Many would argue one name will dominate this autumn: Adele. With a smash return that broke streaming records, Adele is an artist who is unstoppable. Naturally, “Easy On Me” is an obvious choice for this piece, but as her streaming numbers have shown, there has been a gluttonous consumption of her previous catalogue too. For me, her highlight is the gorgeously opaque “Hometown Glory”. Presenting nostalgia for the comfortably underwhelming, this song is perfect for wandering the streets of Cambridge. It simultaneously makes me miss my hometown (rare) and feel at home. Sad, but not crying, this is a song for comfort in difficult times. Week 5 is passing, and whilst I miss home I feel a youthful optimism about the rest of Michaelmas.

"(No One Knows Me) Like The Piano" is "beautifully simple, yet powerfully nostalgic"YOUTUBE/SAMPHA

“(No One Knows Me) Like The Piano” - Sampha

Soulful, yearning and brilliant - that’s the way I would describe Sampha’s Process (2017). This single is beautifully simple, yet powerfully nostalgic like Adele. I wouldn’t call it sad, so much as gratefully and peacefully melancholic. The piano offers a warm comfort in the cold, strengthening nights of autumn - it’s a promise of soulful resuscitation around dying leaves and bonfires. Sampha is also thoroughly correct in his imagination of home: no one knows me like the piano (in my parent’s home).

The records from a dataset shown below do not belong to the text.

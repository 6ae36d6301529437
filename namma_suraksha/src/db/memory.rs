//! In-memory repositories for tests that should not need PostgreSQL.
//!
//! Behaviour mirrors the PostgreSQL implementations closely enough for
//! service and HTTP tests: uniqueness is enforced on insert, ids are
//! assigned sequentially and lists come back in the same order.

use async_trait::async_trait;
use chrono::Utc;
use std::sync::{
    Mutex, MutexGuard, PoisonError,
    atomic::{AtomicBool, Ordering},
};

use super::repository::{NewsRepository, ReportRepository, UserRepository, rank_by_distance};
use crate::auth::{AuthError, AuthResult, NewUser, User, UserCredentials, UserId};
use crate::geo::GeoPoint;
use crate::news::{NEWS_PAGE_SIZE, NewNewsItem, NewsCategory, NewsItem, NewsResult};
use crate::reports::{
    IncidentReport, NearbyReport, NewReport, ReportError, ReportFilter, ReportId, ReportResult,
    ReportStatus,
};

fn lock<T>(mutex: &Mutex<T>) -> MutexGuard<'_, T> {
    mutex.lock().unwrap_or_else(PoisonError::into_inner)
}

/// In-memory `UserRepository`
#[derive(Default)]
pub struct MemoryUserRepository {
    users: Mutex<Vec<UserCredentials>>,
}

impl MemoryUserRepository {
    pub fn new() -> Self {
        Self::default()
    }

    /// Number of stored users
    pub fn len(&self) -> usize {
        lock(&self.users).len()
    }

    pub fn is_empty(&self) -> bool {
        self.len() == 0
    }
}

#[async_trait]
impl UserRepository for MemoryUserRepository {
    async fn create_user(&self, user: NewUser) -> AuthResult<UserId> {
        let mut users = lock(&self.users);

        if users.iter().any(|u| u.user.email == user.email) {
            return Err(AuthError::EmailTaken);
        }
        if users.iter().any(|u| u.user.username == user.username) {
            return Err(AuthError::UsernameTaken);
        }

        let id = users.len() as UserId + 1;
        users.push(UserCredentials {
            user: User {
                id,
                email: user.email,
                username: user.username,
                name: user.name,
                phone: user.phone,
                photo: user.photo,
                created_at: Utc::now(),
            },
            password_hash: user.password_hash,
        });

        Ok(id)
    }

    async fn find_by_identifier(&self, identifier: &str) -> AuthResult<Option<UserCredentials>> {
        let users = lock(&self.users);
        let email = identifier.to_lowercase();

        Ok(users
            .iter()
            .find(|u| u.user.username == identifier)
            .or_else(|| users.iter().find(|u| u.user.email == email))
            .cloned())
    }

    async fn find_by_id(&self, user_id: UserId) -> AuthResult<Option<User>> {
        Ok(lock(&self.users)
            .iter()
            .find(|u| u.user.id == user_id)
            .map(|u| u.user.clone()))
    }
}

/// In-memory `ReportRepository`
#[derive(Default)]
pub struct MemoryReportRepository {
    reports: Mutex<Vec<IncidentReport>>,
    fail_writes: AtomicBool,
}

impl MemoryReportRepository {
    pub fn new() -> Self {
        Self::default()
    }

    /// Make every subsequent `create` fail as a lost database would
    pub fn set_fail_writes(&self, fail: bool) {
        self.fail_writes.store(fail, Ordering::SeqCst);
    }

    /// Number of stored reports
    pub fn len(&self) -> usize {
        lock(&self.reports).len()
    }

    pub fn is_empty(&self) -> bool {
        self.len() == 0
    }

    fn newest_first(reports: &[IncidentReport]) -> Vec<IncidentReport> {
        let mut sorted = reports.to_vec();
        sorted.sort_by(|a, b| b.created_at.cmp(&a.created_at).then(b.id.cmp(&a.id)));
        sorted
    }
}

#[async_trait]
impl ReportRepository for MemoryReportRepository {
    async fn ping(&self) -> ReportResult<()> {
        Ok(())
    }

    async fn create(&self, report: NewReport) -> ReportResult<IncidentReport> {
        if self.fail_writes.load(Ordering::SeqCst) {
            return Err(ReportError::Database(sqlx::Error::PoolClosed));
        }

        let mut reports = lock(&self.reports);
        let stored = IncidentReport {
            id: reports.len() as ReportId + 1,
            report_type: report.report_type,
            description: report.description,
            location_name: report.location_name,
            latitude: report.point.latitude(),
            longitude: report.point.longitude(),
            evidence: report.evidence,
            witnesses: report.witnesses,
            evidence_images: report.evidence_images,
            status: ReportStatus::Pending,
            user_id: report.user_id,
            share_identity: report.share_identity,
            contact_name: report.contact_name,
            contact_phone: report.contact_phone,
            created_at: Utc::now(),
        };
        reports.push(stored.clone());

        Ok(stored)
    }

    async fn list(&self, filter: &ReportFilter) -> ReportResult<Vec<IncidentReport>> {
        let reports = lock(&self.reports);
        let offset = filter.offset.unwrap_or(0) as usize;
        let limit = filter.limit.map_or(usize::MAX, |l| l as usize);

        Ok(Self::newest_first(&reports)
            .into_iter()
            .filter(|r| {
                filter
                    .report_type
                    .as_ref()
                    .is_none_or(|t| &r.report_type == t)
            })
            .skip(offset)
            .take(limit)
            .collect())
    }

    async fn get(&self, id: ReportId) -> ReportResult<Option<IncidentReport>> {
        Ok(lock(&self.reports).iter().find(|r| r.id == id).cloned())
    }

    async fn list_near(&self, point: GeoPoint, radius_m: f64) -> ReportResult<Vec<NearbyReport>> {
        let reports = lock(&self.reports);
        let bbox = point.bounding_box(radius_m);
        let candidates = reports
            .iter()
            .filter(|r| r.point().is_some_and(|p| bbox.contains(&p)))
            .cloned();

        Ok(rank_by_distance(&point, radius_m, candidates))
    }

    async fn update_status(
        &self,
        id: ReportId,
        status: ReportStatus,
    ) -> ReportResult<Option<IncidentReport>> {
        let mut reports = lock(&self.reports);
        Ok(reports.iter_mut().find(|r| r.id == id).map(|r| {
            r.status = status;
            r.clone()
        }))
    }
}

/// In-memory `NewsRepository`
#[derive(Default)]
pub struct MemoryNewsRepository {
    items: Mutex<Vec<NewsItem>>,
}

impl MemoryNewsRepository {
    pub fn new() -> Self {
        Self::default()
    }
}

#[async_trait]
impl NewsRepository for MemoryNewsRepository {
    async fn list(&self, category: Option<NewsCategory>) -> NewsResult<Vec<NewsItem>> {
        let items = lock(&self.items);
        Ok(items
            .iter()
            .rev()
            .filter(|item| category.is_none_or(|c| item.category == c))
            .take(NEWS_PAGE_SIZE as usize)
            .cloned()
            .collect())
    }

    async fn create(&self, item: NewNewsItem) -> NewsResult<NewsItem> {
        let item = item.validated()?;
        let mut items = lock(&self.items);
        let stored = NewsItem {
            id: items.len() as i64 + 1,
            title: item.title,
            description: item.description,
            source: item.source,
            category: item.category,
            url: item.url,
            created_at: Utc::now(),
        };
        items.push(stored.clone());
        Ok(stored)
    }
}
//! User profile handlers.

use axum::{
    Json,
    extract::{Path, State, rejection::PathRejection},
    response::Response,
};
use namma_suraksha::auth::User;

use super::{
    AppState,
    error::{ApiError, ApiResult},
    middleware::CurrentIdentity,
    reports::image_response,
};

/// Profile of the signed-in user
///
/// Tokens from an external identity provider whose email has no local
/// account resolve to `404`.
pub async fn me(
    State(state): State<AppState>,
    CurrentIdentity(identity): CurrentIdentity,
) -> ApiResult<Json<User>> {
    let user_id = identity
        .user_id
        .ok_or_else(|| ApiError::NotFound("User not found".to_string()))?;

    Ok(Json(state.auth_manager.profile(user_id).await?))
}

/// Serve a stored profile photo
pub async fn get_photo(
    State(state): State<AppState>,
    filename: Result<Path<String>, PathRejection>,
) -> ApiResult<Response> {
    let Path(filename) = filename?;
    let bytes = state.photos.retrieve(&filename).await?;
    Ok(image_response(&filename, bytes))
}
//! Request-scoped image writes with guaranteed cleanup.

use super::{
    errors::StorageResult,
    store::{ImageStore, ImageUpload, StoredImage},
};
use std::sync::Arc;

/// Images written on behalf of one request.
///
/// Every image stored through the guard is deleted again unless
/// [`commit`](Self::commit) is called. [`rollback`](Self::rollback) does the
/// deletion asynchronously on known failure paths; `Drop` covers every other
/// exit (early returns, panics, a cancelled request future).
#[derive(Debug)]
pub struct StagedImages {
    store: Arc<ImageStore>,
    filenames: Vec<String>,
    committed: bool,
}

impl StagedImages {
    pub fn new(store: Arc<ImageStore>) -> Self {
        Self {
            store,
            filenames: Vec::new(),
            committed: false,
        }
    }

    /// Store an upload and track it for rollback
    pub async fn stage(&mut self, upload: ImageUpload) -> StorageResult<StoredImage> {
        let stored = self.store.store(&upload).await?;
        self.filenames.push(stored.filename.clone());
        Ok(stored)
    }

    /// Names of everything staged so far, in upload order
    pub fn filenames(&self) -> &[String] {
        &self.filenames
    }

    pub fn len(&self) -> usize {
        self.filenames.len()
    }

    pub fn is_empty(&self) -> bool {
        self.filenames.is_empty()
    }

    /// Keep the staged images and hand back their names
    pub fn commit(mut self) -> Vec<String> {
        self.committed = true;
        std::mem::take(&mut self.filenames)
    }

    /// Delete every staged image now
    pub async fn rollback(mut self) {
        let filenames = std::mem::take(&mut self.filenames);
        for filename in &filenames {
            if let Err(e) = self.store.delete(filename).await {
                log::error!("Failed to roll back staged image {}: {}", filename, e);
            }
        }
        if !filenames.is_empty() {
            log::info!("Rolled back {} staged image(s)", filenames.len());
        }
    }
}

impl Drop for StagedImages {
    fn drop(&mut self) {
        if self.committed || self.filenames.is_empty() {
            return;
        }

        for filename in self.filenames.drain(..) {
            if let Err(e) = self.store.delete_blocking(&filename) {
                log::error!("Failed to remove abandoned image {}: {}", filename, e);
            }
        }
        log::warn!("Removed images staged by an abandoned request");
    }
}
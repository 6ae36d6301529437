//! Authentication API handlers.
//!
//! This module provides HTTP REST endpoints for user authentication:
//! - Registration with email, username, password, name and an optional profile photo
//! - Login with email-or-username and password, returning a bearer token
//!
//! # Examples
//!
//! Register a new user:
//! ```bash
//! curl -X POST http://localhost:5000/auth/register \
//!   -H "Content-Type: application/json" \
//!   -d '{"email": "asha@example.org", "username": "asha", "password": "correct horse", "name": "Asha"}'
//! ```
//!
//! Login:
//! ```bash
//! curl -X POST http://localhost:5000/auth/login \
//!   -H "Content-Type: application/json" \
//!   -d '{"emailOrUsername": "asha", "password": "correct horse"}'
//! ```

use axum::{
    Json,
    extract::{State, rejection::JsonRejection},
    http::StatusCode,
};
use chrono::{DateTime, Utc};
use namma_suraksha::{
    auth::{LoginRequest, RegisterRequest, User, UserId},
    evidence::StagedImages,
};
use serde::{Deserialize, Serialize};

use super::{
    AppState,
    error::ApiResult,
    forms::RegisterForm,
    request_id::RequestId,
};
use crate::{logging::log_security_event, metrics};

#[derive(Debug, Deserialize)]
#[serde(rename_all = "camelCase")]
pub struct LoginPayload {
    #[serde(alias = "email", alias = "username")]
    pub email_or_username: String,
    pub password: String,
}

#[derive(Debug, Serialize)]
pub struct RegisterResponse {
    pub message: &'static str,
    pub id: UserId,
}

#[derive(Debug, Serialize)]
#[serde(rename_all = "camelCase")]
pub struct LoginResponse {
    pub message: &'static str,
    pub token: String,
    pub expires_at: DateTime<Utc>,
    pub user: User,
}

/// Register a new user account.
///
/// Accepts JSON or `multipart/form-data`; the multipart form may carry a
/// `photo` file part, stored as the profile photo.
///
/// # Request Body
///
/// ```json
/// {
///   "email": "asha@example.org",
///   "username": "asha",
///   "password": "correct horse",
///   "name": "Asha",
///   "phone": "9845012345"
/// }
/// ```
///
/// # Response
///
/// `201 Created` with `{"message": "User registered successfully", "id": 7}`
///
/// # Errors
///
/// - `400 Bad Request`: Email or username taken, invalid field, unsupported photo
/// - `500 Internal Server Error`: Storage failure
pub async fn register(
    State(state): State<AppState>,
    RegisterForm(fields): RegisterForm,
) -> ApiResult<(StatusCode, Json<RegisterResponse>)> {
    let mut request = RegisterRequest {
        email: fields.email,
        username: fields.username,
        password: fields.password,
        name: fields.name,
        phone: fields.phone,
        photo: None,
    };
    // Bad fields are rejected before the photo reaches disk
    state.auth_manager.validate_registration(&request)?;

    let mut staged = StagedImages::new(state.photos.clone());
    if let Some(photo) = fields.photo {
        staged.stage(photo).await?;
    }
    request.photo = staged.filenames().first().cloned();

    match state.auth_manager.register(request).await {
        Ok(user) => {
            staged.commit();
            Ok((
                StatusCode::CREATED,
                Json(RegisterResponse {
                    message: "User registered successfully",
                    id: user.id,
                }),
            ))
        }
        Err(e) => {
            staged.rollback().await;
            Err(e.into())
        }
    }
}

/// Authenticate a user and issue an access token.
///
/// # Request Body
///
/// ```json
/// { "emailOrUsername": "asha", "password": "correct horse" }
/// ```
///
/// `email` and `username` are accepted as aliases for `emailOrUsername`.
///
/// # Response
///
/// `200 OK` with `{"message": "Login successful", "token": "...", "expiresAt": "...", "user": {...}}`
///
/// # Errors
///
/// - `401 Unauthorized`: Unknown account or wrong password (indistinguishable)
pub async fn login(
    State(state): State<AppState>,
    request_id: RequestId,
    payload: Result<Json<LoginPayload>, JsonRejection>,
) -> ApiResult<Json<LoginResponse>> {
    let Json(payload) = payload?;
    let identifier = payload.email_or_username.trim().to_string();

    let result = state
        .auth_manager
        .login(LoginRequest {
            identifier: identifier.clone(),
            password: payload.password,
        })
        .await;

    match result {
        Ok((user, token)) => {
            metrics::login_attempts_total(true);
            tracing::info!(user_id = user.id, "User logged in");
            Ok(Json(LoginResponse {
                message: "Login successful",
                token: token.token,
                expires_at: token.expires_at,
                user,
            }))
        }
        Err(e) => {
            metrics::login_attempts_total(false);
            if e.is_unauthenticated() {
                log_security_event(
                    "failed_login",
                    Some(&identifier),
                    Some(request_id.as_str()),
                    "Invalid credentials",
                );
            }
            Err(e.into())
        }
    }
}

“Say What You Will” - James Blake

I have always had an appreciation for James Blake’s music. Ten years of rich, randomly calculated beats and haunting vocals have coined him critical praise and the phrase “your artist’s favourite artist”. His recent project, Friends That Break Your Heart, turned this appreciation into a deep admiration. With its elaborately layered sultry ballads, this album is perfect for journaling in the evening. This time for reflection and peace feels deeply meditative, making James Blake’s recent album perfect for combatting a tinge of sadness in a dark and cold evening. Heartbreak is a marker of sadness, but the slow burn of lost friends is something James Blake is such a comforting accomplice in.


Mountain View

A tinge of sadness: Friends That Break Your Heart review

“22 (OVER S∞∞N)” - Bon Iver

In a month about endings, Bon Iver’s introduction track to 22, A Million is perfectly autumnal. As the nights lengthen, and sadness threatens, I have found a forest walk with Bon Iver is a reset to my mood. The song perfectly encapsulates gratitude, which is proven to increase feelings of wellbeing. The vocal chop throughout, stuttering, beginning again, is an electronic recreation of the circle of life. Beautifully synthetic, perfectly human, Bon Iver reminds us to hold and embrace the grip of mortality. The promise of a small beam of autumnal sunlight looking through the shaving branches both summarises, and is the perfect companion to this song.

“Holy Ground” - Taylor Swift

Red (Taylor’s Version) is fast approaching and I, like many, am scared. As such, to talk of a 5 minute “All Too Well” when we are about to get a 10 minute version feels premature. Instead of focusing on the heart-breaking sadness of Red, I turn to the lively and appropriately named “Holy Ground”. After some acoustic guitar strumming, an outrageously infectious bass drum leaves me foot tapping and dancing. The song at points feels so melancholy, and yet the 157bpm leaves the listener with no choice but to move. This dichotomy is what autumn should be about, revelling in heartbreak and sadness with an intensity and passion for life. Summer was like Taylor’s relationship, a holy memory of intense beauty. At times, the present is lonely. Instead of trying to be consumed by sadness, autumn for me is about dancing, running and singing over a bed of decaying leaves. Coffee alone, tapping my foot, and euphoric mortal rebirth have described my autumn thus far. “Holy Ground″ is the ultimate Sad Girl Autumn song, and a reminder that the blues will pass.